◆ What is needed
Output exactly the first line of the listing and each line after it, through the line that contains "authorize(None, Operation::BrowseCatalogue)?;"; add nothing else.

◆ Exercise data
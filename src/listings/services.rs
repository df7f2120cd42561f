use uuid::Uuid;

use super::dto::AdminListingView;
use super::repo::ListingStore;
use super::repo_types::{Listing, ListingStatus};
use crate::access::{authorize, Actor, Operation};
use crate::error::{MarketError, MarketResult};
use crate::pipeline::{
    enrich::{enrich, ListingView},
    export::listings_csv,
    query::{filter, paginate, Page, ViewQuery},
    stats::{ListingStats, LocalCalendar},
};
use crate::users::repo::UserStore;

/// Approved listings, searchable and paginated, open to anonymous readers.
pub async fn public_catalogue(
    listings: &dyn ListingStore,
    users: &dyn UserStore,
    query: &ViewQuery,
    page_size: usize,
) -> MarketResult<Page<ListingView>> {
    authorize(None, Operation::BrowseCatalogue)?;
    let approved = listings.list_by_status(ListingStatus::Approved).await?;
    let owners = users.list_all().await?;
    let views = enrich(approved, &owners)
        .into_iter()
        .map(ListingView::without_contact)
        .collect();
    Ok(paginate(filter(views, &query.q), query.page, page_size))
}

pub async fn get_listing(
    listings: &dyn ListingStore,
    actor: Option<&Actor>,
    id: Uuid,
) -> MarketResult<Listing> {
    let listing = listings
        .find(id)
        .await?
        .ok_or(MarketError::NotFound("listing", id))?;
    authorize(
        actor,
        Operation::ReadListing {
            owner_id: listing.owner_id,
            status: listing.status,
        },
    )?;
    Ok(listing)
}

pub async fn listings_of_owner(
    listings: &dyn ListingStore,
    actor: &Actor,
    owner_id: Uuid,
) -> MarketResult<Vec<Listing>> {
    authorize(Some(actor), Operation::ListOwnerListings { owner_id })?;
    listings.find_by_owner(owner_id).await
}

async fn enriched_all(
    listings: &dyn ListingStore,
    users: &dyn UserStore,
) -> MarketResult<(Vec<Listing>, Vec<ListingView>)> {
    let all = listings.list_all().await?;
    let owners = users.list_all().await?;
    let views = enrich(all.clone(), &owners);
    Ok((all, views))
}

/// Admin table: statistics over the whole collection, one filtered page of
/// enriched rows.
pub async fn admin_listing_view(
    listings: &dyn ListingStore,
    users: &dyn UserStore,
    actor: &Actor,
    query: &ViewQuery,
    page_size: usize,
    calendar: &LocalCalendar,
) -> MarketResult<AdminListingView> {
    authorize(Some(actor), Operation::ListAllListings)?;
    let (all, views) = enriched_all(listings, users).await?;
    let stats = ListingStats::compute(&all, calendar);
    let page = paginate(filter(views, &query.q), query.page, page_size);
    Ok(AdminListingView { page, stats })
}

/// Full, unfiltered collection as CSV.
pub async fn export_listings(
    listings: &dyn ListingStore,
    users: &dyn UserStore,
    actor: &Actor,
) -> MarketResult<String> {
    authorize(Some(actor), Operation::ListAllListings)?;
    let (_, views) = enriched_all(listings, users).await?;
    Ok(listings_csv(&views))
}

#[cfg(test)]
mod tests {
    use super::*;
    use crate::fixtures::{actor_of, seed_listing, seed_user, Stores};
    use crate::listings::repo_types::ListingChanges;
    use crate::users::repo_types::Role;
    use time::UtcOffset;

    async fn approve(stores: &Stores, id: Uuid) {
        let changes = ListingChanges {
            status: Some(ListingStatus::Approved),
            ..Default::default()
        };
        stores.listings.update(id, changes).await.unwrap();
    }

    #[tokio::test]
    async fn catalogue_shows_only_approved_without_owner_email() {
        let stores = Stores::new();
        let owner = seed_user(&stores.users, Role::Craftsman).await;
        let shown = seed_listing(&stores, &owner, "Wood table").await;
        seed_listing(&stores, &owner, "Wood chair").await;
        approve(&stores, shown.id).await;

        let page = public_catalogue(&stores.listings, &stores.users, &ViewQuery::default(), 8)
            .await
            .unwrap();
        assert_eq!(page.total, 1);
        assert_eq!(page.items[0].listing.id, shown.id);
        let owner_summary = page.items[0].owner.as_ref().unwrap();
        assert_eq!(owner_summary.name, owner.name);
        assert_eq!(owner_summary.email, None);
    }

    #[tokio::test]
    async fn pending_listing_is_visible_to_owner_and_admin_only() {
        let stores = Stores::new();
        let owner = seed_user(&stores.users, Role::Client).await;
        let other = seed_user(&stores.users, Role::Client).await;
        let admin = seed_user(&stores.users, Role::Admin).await;
        let listing = seed_listing(&stores, &owner, "Kilim").await;

        assert!(get_listing(&stores.listings, Some(&actor_of(&owner)), listing.id).await.is_ok());
        assert!(get_listing(&stores.listings, Some(&actor_of(&admin)), listing.id).await.is_ok());
        assert!(matches!(
            get_listing(&stores.listings, Some(&actor_of(&other)), listing.id).await,
            Err(MarketError::Unauthorized)
        ));
        assert!(matches!(
            get_listing(&stores.listings, None, listing.id).await,
            Err(MarketError::Unauthenticated)
        ));

        approve(&stores, listing.id).await;
        assert!(get_listing(&stores.listings, None, listing.id).await.is_ok());
        assert!(matches!(
            get_listing(&stores.listings, None, Uuid::new_v4()).await,
            Err(MarketError::NotFound("listing", _))
        ));
    }

    #[tokio::test]
    async fn owner_listing_reads_are_scoped() {
        let stores = Stores::new();
        let owner = seed_user(&stores.users, Role::Craftsman).await;
        let other = seed_user(&stores.users, Role::Client).await;
        seed_listing(&stores, &owner, "one").await;
        seed_listing(&stores, &owner, "two").await;

        let mine = listings_of_owner(&stores.listings, &actor_of(&owner), owner.id).await.unwrap();
        assert_eq!(mine.len(), 2);
        let peek = listings_of_owner(&stores.listings, &actor_of(&other), owner.id).await;
        assert!(matches!(peek, Err(MarketError::Unauthorized)));
    }

    #[tokio::test]
    async fn admin_view_pages_filtered_rows_but_counts_everything() {
        let stores = Stores::new();
        let owner = seed_user(&stores.users, Role::Craftsman).await;
        let admin = seed_user(&stores.users, Role::Admin).await;
        for i in 0..10 {
            seed_listing(&stores, &owner, &format!("Wood item {i}")).await;
        }
        seed_listing(&stores, &owner, "Metal chair").await;

        let calendar = LocalCalendar::now(UtcOffset::UTC);
        let query = ViewQuery {
            q: "WOOD".into(),
            page: 2,
        };
        let view = admin_listing_view(&stores.listings, &stores.users, &actor_of(&admin), &query, 8, &calendar)
            .await
            .unwrap();

        assert_eq!(view.page.total, 10);
        assert_eq!(view.page.page_count, 2);
        assert_eq!(view.page.items.len(), 2);
        assert_eq!(view.stats.total, 11);
        assert_eq!(view.stats.by_status.pending, 11);
        assert_eq!(view.stats.by_day.len(), 7);
        assert!(view.page.items.iter().all(|v| v.owner.is_some()));
    }

    #[tokio::test]
    async fn admin_view_and_export_require_admin() {
        let stores = Stores::new();
        let member = actor_of(&seed_user(&stores.users, Role::Craftsman).await);
        let calendar = LocalCalendar::now(UtcOffset::UTC);

        let view = admin_listing_view(&stores.listings, &stores.users, &member, &ViewQuery::default(), 8, &calendar).await;
        assert!(matches!(view, Err(MarketError::Unauthorized)));
        let csv = export_listings(&stores.listings, &stores.users, &member).await;
        assert!(matches!(csv, Err(MarketError::Unauthorized)));
    }

    #[tokio::test]
    async fn export_covers_the_whole_collection() {
        let stores = Stores::new();
        let owner = seed_user(&stores.users, Role::Client).await;
        let admin = actor_of(&seed_user(&stores.users, Role::Admin).await);
        seed_listing(&stores, &owner, "a").await;
        seed_listing(&stores, &owner, "b").await;
        stores.users.delete(owner.id).await.unwrap();

        let csv = export_listings(&stores.listings, &stores.users, &admin).await.unwrap();
        assert_eq!(csv.lines().count(), 3);
        assert!(csv.lines().skip(1).all(|l| l.contains(r#","",""#)));
    }
}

◆ Exercise response
filename src/listings/services.rs
repository df7f2120cd42561f
use uuid::Uuid;

use super::dto::AdminListingView;
use super::repo::ListingStore;
use super::repo_types::{Listing, ListingStatus};
use crate::access::{authorize, Actor, Operation};
use crate::error::{MarketError, MarketResult};
use crate::pipeline::{
    enrich::{enrich, ListingView},
    export::listings_csv,
    query::{filter, paginate, Page, ViewQuery},
    stats::{ListingStats, LocalCalendar},
};
use crate::users::repo::UserStore;

/// Approved listings, searchable and paginated, open to anonymous readers.
pub async fn public_catalogue(
    listings: &dyn ListingStore,
    users: &dyn UserStore,
    query: &ViewQuery,
    page_size: usize,
) -> MarketResult<Page<ListingView>> {
    authorize(None, Operation::BrowseCatalogue)?;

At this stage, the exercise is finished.